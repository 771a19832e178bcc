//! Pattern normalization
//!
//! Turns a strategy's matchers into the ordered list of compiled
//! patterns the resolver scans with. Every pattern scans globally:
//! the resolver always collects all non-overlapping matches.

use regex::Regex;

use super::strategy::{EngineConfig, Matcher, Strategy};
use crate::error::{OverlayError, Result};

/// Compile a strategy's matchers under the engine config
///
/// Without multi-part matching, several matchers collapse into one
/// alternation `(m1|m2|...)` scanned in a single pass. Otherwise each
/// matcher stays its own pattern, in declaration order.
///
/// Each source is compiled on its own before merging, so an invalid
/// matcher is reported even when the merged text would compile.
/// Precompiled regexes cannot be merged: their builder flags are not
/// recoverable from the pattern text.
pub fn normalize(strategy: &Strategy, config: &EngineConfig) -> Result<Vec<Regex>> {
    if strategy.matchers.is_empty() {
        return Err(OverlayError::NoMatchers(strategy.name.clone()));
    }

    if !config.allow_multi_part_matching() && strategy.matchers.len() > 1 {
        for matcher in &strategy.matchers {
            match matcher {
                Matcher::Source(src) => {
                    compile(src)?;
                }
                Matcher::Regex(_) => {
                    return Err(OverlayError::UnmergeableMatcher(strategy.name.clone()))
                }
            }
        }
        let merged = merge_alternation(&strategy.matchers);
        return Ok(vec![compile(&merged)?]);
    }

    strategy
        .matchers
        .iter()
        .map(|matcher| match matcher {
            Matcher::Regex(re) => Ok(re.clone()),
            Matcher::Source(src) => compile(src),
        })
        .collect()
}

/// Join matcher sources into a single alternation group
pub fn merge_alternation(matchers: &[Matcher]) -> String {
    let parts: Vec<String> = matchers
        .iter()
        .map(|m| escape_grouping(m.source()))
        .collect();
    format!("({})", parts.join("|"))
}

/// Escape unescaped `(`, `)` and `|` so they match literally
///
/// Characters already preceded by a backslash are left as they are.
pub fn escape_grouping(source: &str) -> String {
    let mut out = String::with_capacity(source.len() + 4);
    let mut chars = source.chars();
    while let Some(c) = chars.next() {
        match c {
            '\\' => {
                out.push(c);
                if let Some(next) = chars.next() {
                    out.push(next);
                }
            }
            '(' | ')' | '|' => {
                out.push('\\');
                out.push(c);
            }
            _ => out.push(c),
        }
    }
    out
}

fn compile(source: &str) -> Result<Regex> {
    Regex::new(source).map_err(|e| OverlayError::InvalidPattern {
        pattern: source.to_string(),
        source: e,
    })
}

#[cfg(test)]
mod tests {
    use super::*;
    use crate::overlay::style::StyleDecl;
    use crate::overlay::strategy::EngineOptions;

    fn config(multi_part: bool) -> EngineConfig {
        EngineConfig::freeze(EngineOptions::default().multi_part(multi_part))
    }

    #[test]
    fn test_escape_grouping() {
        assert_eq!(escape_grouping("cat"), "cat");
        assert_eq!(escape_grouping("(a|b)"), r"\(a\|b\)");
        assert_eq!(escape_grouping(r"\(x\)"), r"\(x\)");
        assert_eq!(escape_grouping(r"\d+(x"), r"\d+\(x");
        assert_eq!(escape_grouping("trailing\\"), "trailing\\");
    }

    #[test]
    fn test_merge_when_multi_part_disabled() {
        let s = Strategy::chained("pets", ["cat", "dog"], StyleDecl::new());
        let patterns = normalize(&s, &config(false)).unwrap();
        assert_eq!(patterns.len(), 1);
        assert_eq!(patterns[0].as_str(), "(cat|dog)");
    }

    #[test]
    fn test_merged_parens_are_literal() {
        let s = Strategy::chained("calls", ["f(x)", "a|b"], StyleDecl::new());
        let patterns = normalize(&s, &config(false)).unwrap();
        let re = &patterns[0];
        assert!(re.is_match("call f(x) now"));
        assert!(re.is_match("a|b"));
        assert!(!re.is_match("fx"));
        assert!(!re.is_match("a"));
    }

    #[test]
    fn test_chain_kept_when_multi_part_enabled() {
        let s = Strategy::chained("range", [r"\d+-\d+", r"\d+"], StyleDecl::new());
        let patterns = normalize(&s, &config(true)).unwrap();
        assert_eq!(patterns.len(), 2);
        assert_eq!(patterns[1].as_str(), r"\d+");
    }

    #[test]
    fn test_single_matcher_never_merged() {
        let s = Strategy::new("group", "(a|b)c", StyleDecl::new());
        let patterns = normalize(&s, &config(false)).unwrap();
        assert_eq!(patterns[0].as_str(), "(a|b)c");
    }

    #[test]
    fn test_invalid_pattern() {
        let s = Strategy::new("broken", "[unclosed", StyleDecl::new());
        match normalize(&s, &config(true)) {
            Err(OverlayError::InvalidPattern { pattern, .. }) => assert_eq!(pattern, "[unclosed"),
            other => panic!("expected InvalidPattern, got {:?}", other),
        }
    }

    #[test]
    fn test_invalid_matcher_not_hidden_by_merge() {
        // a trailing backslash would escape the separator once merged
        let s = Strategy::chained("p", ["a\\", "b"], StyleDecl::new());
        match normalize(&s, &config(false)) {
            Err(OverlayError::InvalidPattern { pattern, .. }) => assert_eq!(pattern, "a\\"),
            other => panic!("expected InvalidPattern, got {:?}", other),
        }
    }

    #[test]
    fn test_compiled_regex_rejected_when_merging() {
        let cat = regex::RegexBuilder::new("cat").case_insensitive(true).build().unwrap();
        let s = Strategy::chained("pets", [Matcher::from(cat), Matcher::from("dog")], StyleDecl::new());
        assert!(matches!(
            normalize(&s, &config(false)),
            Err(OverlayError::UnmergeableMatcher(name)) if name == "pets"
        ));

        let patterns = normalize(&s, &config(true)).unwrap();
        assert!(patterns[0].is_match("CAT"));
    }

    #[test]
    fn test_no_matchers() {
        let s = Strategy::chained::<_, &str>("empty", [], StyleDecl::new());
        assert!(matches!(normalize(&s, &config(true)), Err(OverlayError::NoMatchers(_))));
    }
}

────────────────────

TASK OBJECTIVE:
Please transcribe the data above without changes, from its first line to its "pass. Otherwise each" line, and leave out anything past that.

RESPONSE TO THE EXERCISE:
repository 771a19832e178bcc
//! Pattern normalization
//!
//! Turns a strategy's matchers into the ordered list of compiled
//! patterns the resolver scans with. Every pattern scans globally:
//! the resolver always collects all non-overlapping matches.

use regex::Regex;

use super::strategy::{EngineConfig, Matcher, Strategy};
use crate::error::{OverlayError, Result};

/// Compile a strategy's matchers under the engine config
///
/// Without multi-part matching, several matchers collapse into one
/// alternation `(m1|m2|...)` scanned in a single pass. Otherwise each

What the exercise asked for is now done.